BEGIN Provided records

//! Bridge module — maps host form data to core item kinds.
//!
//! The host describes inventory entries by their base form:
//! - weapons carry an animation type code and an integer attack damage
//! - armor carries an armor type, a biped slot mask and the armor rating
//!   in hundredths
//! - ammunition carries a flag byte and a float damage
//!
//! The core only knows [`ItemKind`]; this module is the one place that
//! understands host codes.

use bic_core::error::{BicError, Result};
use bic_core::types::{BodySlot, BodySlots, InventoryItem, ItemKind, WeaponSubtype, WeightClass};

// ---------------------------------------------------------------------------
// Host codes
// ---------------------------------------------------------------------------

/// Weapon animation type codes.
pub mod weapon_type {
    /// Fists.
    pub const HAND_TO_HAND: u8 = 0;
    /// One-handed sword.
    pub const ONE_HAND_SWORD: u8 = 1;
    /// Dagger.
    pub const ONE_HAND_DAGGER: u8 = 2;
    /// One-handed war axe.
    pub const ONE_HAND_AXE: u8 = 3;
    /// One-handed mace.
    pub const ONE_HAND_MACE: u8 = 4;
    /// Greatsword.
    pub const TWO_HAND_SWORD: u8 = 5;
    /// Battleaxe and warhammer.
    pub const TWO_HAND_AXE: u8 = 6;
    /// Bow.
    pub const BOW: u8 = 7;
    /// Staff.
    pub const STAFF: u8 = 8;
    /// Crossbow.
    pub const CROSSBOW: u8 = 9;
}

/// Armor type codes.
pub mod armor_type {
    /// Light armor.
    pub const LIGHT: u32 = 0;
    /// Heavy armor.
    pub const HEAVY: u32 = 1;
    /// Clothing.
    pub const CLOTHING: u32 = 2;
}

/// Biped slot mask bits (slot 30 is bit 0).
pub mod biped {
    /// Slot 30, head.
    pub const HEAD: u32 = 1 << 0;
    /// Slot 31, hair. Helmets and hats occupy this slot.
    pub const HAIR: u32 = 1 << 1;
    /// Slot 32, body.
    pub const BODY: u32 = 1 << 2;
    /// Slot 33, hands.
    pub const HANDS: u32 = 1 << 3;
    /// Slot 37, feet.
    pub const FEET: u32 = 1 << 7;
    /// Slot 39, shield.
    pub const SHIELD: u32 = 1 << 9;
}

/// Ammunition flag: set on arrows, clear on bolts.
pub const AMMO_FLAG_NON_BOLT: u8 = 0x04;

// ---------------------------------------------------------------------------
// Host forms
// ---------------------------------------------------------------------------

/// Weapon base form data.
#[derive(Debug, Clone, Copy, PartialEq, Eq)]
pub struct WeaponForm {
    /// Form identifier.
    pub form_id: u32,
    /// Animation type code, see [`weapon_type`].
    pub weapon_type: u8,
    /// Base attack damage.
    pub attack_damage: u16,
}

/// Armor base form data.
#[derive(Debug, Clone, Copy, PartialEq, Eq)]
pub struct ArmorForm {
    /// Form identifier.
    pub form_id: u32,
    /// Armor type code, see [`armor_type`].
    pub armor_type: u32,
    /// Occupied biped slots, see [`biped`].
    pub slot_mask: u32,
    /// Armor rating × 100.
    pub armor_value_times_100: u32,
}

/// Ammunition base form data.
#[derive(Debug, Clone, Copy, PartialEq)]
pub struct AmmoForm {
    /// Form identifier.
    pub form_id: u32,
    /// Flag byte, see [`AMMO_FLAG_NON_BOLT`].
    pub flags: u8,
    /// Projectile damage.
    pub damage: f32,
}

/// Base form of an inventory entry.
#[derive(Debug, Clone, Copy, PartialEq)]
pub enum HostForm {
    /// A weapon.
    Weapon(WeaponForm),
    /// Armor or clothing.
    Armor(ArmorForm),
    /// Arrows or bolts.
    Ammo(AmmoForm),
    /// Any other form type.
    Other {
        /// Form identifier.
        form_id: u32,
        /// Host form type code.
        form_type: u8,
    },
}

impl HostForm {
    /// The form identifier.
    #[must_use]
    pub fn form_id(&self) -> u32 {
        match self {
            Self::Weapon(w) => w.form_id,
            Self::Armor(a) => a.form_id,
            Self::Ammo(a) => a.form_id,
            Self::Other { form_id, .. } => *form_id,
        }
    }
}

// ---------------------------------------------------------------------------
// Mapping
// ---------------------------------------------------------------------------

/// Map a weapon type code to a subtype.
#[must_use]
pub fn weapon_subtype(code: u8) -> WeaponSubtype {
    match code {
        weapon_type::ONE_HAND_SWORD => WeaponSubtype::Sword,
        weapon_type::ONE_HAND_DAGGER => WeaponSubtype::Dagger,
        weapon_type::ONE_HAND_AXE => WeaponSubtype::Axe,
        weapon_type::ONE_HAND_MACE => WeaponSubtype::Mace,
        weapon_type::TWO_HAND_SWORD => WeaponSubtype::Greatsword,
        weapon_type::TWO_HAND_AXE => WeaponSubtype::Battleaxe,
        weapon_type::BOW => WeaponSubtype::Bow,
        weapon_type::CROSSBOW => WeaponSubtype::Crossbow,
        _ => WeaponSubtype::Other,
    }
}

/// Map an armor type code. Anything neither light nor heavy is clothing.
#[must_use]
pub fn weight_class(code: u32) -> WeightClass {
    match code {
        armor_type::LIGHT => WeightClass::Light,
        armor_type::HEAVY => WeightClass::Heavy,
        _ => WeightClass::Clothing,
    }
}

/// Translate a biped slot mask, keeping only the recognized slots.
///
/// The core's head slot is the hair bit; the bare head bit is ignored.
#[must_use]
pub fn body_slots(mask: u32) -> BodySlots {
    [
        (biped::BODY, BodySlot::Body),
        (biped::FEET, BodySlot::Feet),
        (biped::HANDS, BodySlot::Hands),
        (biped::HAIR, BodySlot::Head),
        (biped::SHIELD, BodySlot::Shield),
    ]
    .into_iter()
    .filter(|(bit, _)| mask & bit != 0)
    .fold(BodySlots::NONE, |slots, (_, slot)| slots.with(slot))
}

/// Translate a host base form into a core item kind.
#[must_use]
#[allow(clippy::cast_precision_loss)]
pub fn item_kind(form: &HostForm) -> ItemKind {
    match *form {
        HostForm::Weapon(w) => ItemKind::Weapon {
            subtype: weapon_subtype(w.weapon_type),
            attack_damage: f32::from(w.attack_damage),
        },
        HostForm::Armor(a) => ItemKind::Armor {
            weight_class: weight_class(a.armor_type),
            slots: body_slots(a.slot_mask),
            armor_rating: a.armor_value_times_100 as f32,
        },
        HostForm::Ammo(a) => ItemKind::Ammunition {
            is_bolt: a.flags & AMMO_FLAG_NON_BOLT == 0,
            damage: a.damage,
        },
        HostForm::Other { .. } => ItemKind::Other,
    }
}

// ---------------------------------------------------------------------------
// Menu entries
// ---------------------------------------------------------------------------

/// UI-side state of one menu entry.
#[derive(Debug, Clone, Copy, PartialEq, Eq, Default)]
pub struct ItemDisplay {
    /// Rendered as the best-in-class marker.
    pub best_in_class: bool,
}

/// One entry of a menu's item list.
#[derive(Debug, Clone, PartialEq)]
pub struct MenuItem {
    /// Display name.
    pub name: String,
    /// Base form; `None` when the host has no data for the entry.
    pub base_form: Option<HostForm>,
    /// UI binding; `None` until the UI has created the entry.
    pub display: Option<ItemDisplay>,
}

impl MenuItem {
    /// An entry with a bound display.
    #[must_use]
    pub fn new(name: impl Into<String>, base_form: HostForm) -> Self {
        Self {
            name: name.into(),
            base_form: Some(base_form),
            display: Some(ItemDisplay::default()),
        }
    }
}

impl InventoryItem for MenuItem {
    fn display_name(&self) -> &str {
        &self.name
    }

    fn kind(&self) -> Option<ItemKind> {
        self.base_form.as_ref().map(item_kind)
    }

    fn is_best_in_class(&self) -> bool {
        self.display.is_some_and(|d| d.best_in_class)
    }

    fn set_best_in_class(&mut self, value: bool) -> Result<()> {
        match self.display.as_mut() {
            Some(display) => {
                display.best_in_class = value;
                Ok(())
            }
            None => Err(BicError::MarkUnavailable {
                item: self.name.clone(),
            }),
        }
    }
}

END Provided records
BEGIN Provided records

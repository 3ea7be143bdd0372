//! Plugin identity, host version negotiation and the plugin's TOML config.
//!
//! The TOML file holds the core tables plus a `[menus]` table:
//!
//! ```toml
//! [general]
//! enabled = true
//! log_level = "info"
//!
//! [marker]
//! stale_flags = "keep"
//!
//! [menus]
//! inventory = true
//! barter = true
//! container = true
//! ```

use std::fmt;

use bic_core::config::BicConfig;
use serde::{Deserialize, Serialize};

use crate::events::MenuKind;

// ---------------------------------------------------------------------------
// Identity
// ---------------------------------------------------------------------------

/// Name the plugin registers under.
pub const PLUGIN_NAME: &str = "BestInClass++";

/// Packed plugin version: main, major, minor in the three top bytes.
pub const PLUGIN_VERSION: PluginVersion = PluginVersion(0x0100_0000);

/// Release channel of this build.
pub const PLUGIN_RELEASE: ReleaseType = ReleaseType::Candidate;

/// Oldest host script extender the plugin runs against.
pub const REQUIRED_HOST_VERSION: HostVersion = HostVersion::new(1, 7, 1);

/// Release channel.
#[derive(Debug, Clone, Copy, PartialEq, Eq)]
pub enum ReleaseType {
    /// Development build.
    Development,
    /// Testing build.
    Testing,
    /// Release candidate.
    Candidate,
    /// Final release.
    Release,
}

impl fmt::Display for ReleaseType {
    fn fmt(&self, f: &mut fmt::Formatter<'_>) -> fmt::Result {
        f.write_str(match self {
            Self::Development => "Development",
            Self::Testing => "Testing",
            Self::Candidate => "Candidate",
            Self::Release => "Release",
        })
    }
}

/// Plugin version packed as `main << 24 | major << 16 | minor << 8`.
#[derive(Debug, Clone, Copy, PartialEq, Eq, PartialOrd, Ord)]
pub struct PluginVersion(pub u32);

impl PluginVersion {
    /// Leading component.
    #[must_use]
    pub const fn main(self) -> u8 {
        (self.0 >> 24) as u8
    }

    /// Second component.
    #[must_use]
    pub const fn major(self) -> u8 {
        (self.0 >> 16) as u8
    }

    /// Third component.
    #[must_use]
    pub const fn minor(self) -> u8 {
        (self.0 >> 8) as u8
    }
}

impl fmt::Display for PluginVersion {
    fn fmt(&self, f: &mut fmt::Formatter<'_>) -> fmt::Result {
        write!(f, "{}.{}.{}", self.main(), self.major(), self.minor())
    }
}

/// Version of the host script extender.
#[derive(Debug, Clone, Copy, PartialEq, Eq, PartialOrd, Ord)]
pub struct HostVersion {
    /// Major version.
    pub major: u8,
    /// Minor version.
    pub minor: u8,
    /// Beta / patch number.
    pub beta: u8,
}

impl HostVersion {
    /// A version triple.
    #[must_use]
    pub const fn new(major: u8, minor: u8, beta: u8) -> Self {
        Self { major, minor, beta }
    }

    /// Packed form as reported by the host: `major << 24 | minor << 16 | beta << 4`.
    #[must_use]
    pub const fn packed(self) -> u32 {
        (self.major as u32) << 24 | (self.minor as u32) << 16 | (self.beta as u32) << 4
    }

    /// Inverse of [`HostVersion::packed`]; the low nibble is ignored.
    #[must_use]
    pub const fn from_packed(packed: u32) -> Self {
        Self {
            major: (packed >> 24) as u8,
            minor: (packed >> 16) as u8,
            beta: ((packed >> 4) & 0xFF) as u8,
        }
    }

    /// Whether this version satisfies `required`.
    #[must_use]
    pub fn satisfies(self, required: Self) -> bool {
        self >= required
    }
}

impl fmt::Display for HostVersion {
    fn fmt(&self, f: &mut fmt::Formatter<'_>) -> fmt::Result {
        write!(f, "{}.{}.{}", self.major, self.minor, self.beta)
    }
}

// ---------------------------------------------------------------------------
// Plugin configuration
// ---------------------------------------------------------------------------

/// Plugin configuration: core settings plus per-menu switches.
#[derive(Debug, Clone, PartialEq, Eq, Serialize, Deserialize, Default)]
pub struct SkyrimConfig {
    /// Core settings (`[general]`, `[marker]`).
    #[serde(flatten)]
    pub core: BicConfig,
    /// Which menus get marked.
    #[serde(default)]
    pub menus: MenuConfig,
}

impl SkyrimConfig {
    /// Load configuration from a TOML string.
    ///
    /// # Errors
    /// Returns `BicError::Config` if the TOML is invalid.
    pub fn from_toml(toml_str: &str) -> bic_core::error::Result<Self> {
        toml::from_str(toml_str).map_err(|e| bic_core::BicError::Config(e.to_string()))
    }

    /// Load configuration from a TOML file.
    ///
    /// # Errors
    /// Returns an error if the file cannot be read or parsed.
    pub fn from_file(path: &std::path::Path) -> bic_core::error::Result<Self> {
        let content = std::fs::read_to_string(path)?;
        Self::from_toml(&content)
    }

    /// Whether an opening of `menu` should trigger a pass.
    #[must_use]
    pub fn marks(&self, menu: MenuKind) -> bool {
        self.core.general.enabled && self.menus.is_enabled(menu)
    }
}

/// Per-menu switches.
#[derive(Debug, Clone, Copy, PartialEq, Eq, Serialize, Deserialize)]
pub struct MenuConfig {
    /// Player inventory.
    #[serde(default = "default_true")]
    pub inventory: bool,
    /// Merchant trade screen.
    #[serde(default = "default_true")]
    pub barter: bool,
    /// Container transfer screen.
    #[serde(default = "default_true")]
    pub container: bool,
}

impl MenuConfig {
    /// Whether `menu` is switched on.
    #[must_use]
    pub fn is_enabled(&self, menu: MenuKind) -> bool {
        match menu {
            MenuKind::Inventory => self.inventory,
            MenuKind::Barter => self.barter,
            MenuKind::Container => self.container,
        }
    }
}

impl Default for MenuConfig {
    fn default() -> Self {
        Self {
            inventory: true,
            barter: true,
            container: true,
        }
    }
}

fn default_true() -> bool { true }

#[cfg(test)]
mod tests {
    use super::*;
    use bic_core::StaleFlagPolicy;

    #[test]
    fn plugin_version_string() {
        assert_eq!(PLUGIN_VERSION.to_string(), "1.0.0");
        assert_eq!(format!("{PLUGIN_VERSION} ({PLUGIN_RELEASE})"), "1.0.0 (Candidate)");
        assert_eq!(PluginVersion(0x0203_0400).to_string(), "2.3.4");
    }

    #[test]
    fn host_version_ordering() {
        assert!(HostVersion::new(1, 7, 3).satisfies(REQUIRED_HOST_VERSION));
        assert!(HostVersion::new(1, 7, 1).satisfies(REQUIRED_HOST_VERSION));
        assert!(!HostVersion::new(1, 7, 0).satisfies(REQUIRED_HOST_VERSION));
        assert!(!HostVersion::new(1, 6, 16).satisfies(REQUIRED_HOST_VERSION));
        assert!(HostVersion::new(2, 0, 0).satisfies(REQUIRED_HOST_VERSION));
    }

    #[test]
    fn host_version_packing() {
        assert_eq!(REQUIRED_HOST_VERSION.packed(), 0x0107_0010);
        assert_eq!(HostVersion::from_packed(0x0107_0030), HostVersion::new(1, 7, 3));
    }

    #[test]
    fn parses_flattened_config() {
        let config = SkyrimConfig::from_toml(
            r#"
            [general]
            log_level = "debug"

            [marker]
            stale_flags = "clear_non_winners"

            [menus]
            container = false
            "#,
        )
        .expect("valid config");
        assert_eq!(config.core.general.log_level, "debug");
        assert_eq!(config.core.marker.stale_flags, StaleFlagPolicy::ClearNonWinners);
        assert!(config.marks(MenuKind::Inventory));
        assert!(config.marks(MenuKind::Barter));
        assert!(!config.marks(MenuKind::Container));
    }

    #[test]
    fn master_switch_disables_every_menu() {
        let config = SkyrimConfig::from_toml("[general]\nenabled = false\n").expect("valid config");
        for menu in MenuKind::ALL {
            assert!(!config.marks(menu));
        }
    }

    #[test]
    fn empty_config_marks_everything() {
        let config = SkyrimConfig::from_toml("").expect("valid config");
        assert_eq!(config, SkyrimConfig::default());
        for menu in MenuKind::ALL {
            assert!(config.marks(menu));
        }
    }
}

END Provided records

What is required
Work out how many lines in the records above contain the word "enum". State only that number.

Task response
2